• [Brief]
Copy exactly the line containing "use sqlx::PgPool;" and each line after it to the end of the listing, and output nothing else.

• [Records supplied]

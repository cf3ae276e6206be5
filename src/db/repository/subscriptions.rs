//! Subscription → plan → credential/package resolution
//!
//! Plans and subscriptions are owned by the billing collaborator; this
//! module only reads them.

use sqlx::PgPool;

use crate::db::models::{ChannelRow, CredentialRow};

/// Credentials assigned to the user's active plans, by assignment priority
pub async fn plan_credentials_for_user(
    pool: &PgPool,
    user_id: i64,
) -> Result<Vec<CredentialRow>, sqlx::Error> {
    sqlx::query_as::<_, CredentialRow>(
        r#"
        SELECT c.id, c.provider_id, c.server_url, c.username, c.password,
               c.max_connections, c.is_active, c.health_status
        FROM user_subscriptions us
        JOIN subscription_plans sp ON sp.id = us.plan_id AND sp.is_active = TRUE
        JOIN plan_credentials pc ON pc.plan_id = sp.id
        JOIN credentials c ON c.id = pc.credential_id AND c.is_active = TRUE
        WHERE us.user_id = $1
          AND us.status = 'active'
          AND (us.current_period_end IS NULL OR us.current_period_end > NOW())
        GROUP BY c.id
        ORDER BY MIN(pc.priority), c.id
        "#,
    )
    .bind(user_id)
    .fetch_all(pool)
    .await
}

/// Enabled channels of active packages on the user's active plans, in
/// subscription → plan → package join order
pub async fn package_channels_for_user(
    pool: &PgPool,
    user_id: i64,
) -> Result<Vec<ChannelRow>, sqlx::Error> {
    sqlx::query_as::<_, ChannelRow>(
        r#"
        SELECT ch.id, ch.provider_id, ch.stream_id, ch.name, ch.logo, ch.category_id,
               ch.category_name, ch.epg_channel_id, ch.is_enabled
        FROM user_subscriptions us
        JOIN subscription_plans sp ON sp.id = us.plan_id AND sp.is_active = TRUE
        JOIN plan_packages pp ON pp.plan_id = sp.id
        JOIN channel_packages pkg ON pkg.id = pp.package_id AND pkg.is_active = TRUE
        JOIN package_channels pkc ON pkc.package_id = pkg.id
        JOIN channels ch ON ch.id = pkc.channel_id AND ch.is_enabled = TRUE
        WHERE us.user_id = $1
          AND us.status = 'active'
          AND (us.current_period_end IS NULL OR us.current_period_end > NOW())
        ORDER BY us.id, pp.id, pkc.sort_order, pkc.id
        "#,
    )
    .bind(user_id)
    .fetch_all(pool)
    .await
}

• [Written response]
use sqlx::PgPool;

use crate::db::models::{ChannelRow, CredentialRow};

/// Credentials assigned to the user's active plans, by assignment priority
pub async fn plan_credentials_for_user(
    pool: &PgPool,
    user_id: i64,
) -> Result<Vec<CredentialRow>, sqlx::Error> {
    sqlx::query_as::<_, CredentialRow>(
        r#"
        SELECT c.id, c.provider_id, c.server_url, c.username, c.password,
               c.max_connections, c.is_active, c.health_status
        FROM user_subscriptions us
        JOIN subscription_plans sp ON sp.id = us.plan_id AND sp.is_active = TRUE
        JOIN plan_credentials pc ON pc.plan_id = sp.id
        JOIN credentials c ON c.id = pc.credential_id AND c.is_active = TRUE
        WHERE us.user_id = $1
          AND us.status = 'active'
          AND (us.current_period_end IS NULL OR us.current_period_end > NOW())
        GROUP BY c.id
        ORDER BY MIN(pc.priority), c.id
        "#,
    )
    .bind(user_id)
    .fetch_all(pool)
    .await
}

/// Enabled channels of active packages on the user's active plans, in
/// subscription → plan → package join order
pub async fn package_channels_for_user(
    pool: &PgPool,
    user_id: i64,
) -> Result<Vec<ChannelRow>, sqlx::Error> {
    sqlx::query_as::<_, ChannelRow>(
        r#"
        SELECT ch.id, ch.provider_id, ch.stream_id, ch.name, ch.logo, ch.category_id,
               ch.category_name, ch.epg_channel_id, ch.is_enabled
        FROM user_subscriptions us
        JOIN subscription_plans sp ON sp.id = us.plan_id AND sp.is_active = TRUE
        JOIN plan_packages pp ON pp.plan_id = sp.id
        JOIN channel_packages pkg ON pkg.id = pp.package_id AND pkg.is_active = TRUE
        JOIN package_channels pkc ON pkc.package_id = pkg.id
        JOIN channels ch ON ch.id = pkc.channel_id AND ch.is_enabled = TRUE
        WHERE us.user_id = $1
          AND us.status = 'active'
          AND (us.current_period_end IS NULL OR us.current_period_end > NOW())
        ORDER BY us.id, pp.id, pkc.sort_order, pkc.id
        "#,
    )
    .bind(user_id)
    .fetch_all(pool)
    .await
}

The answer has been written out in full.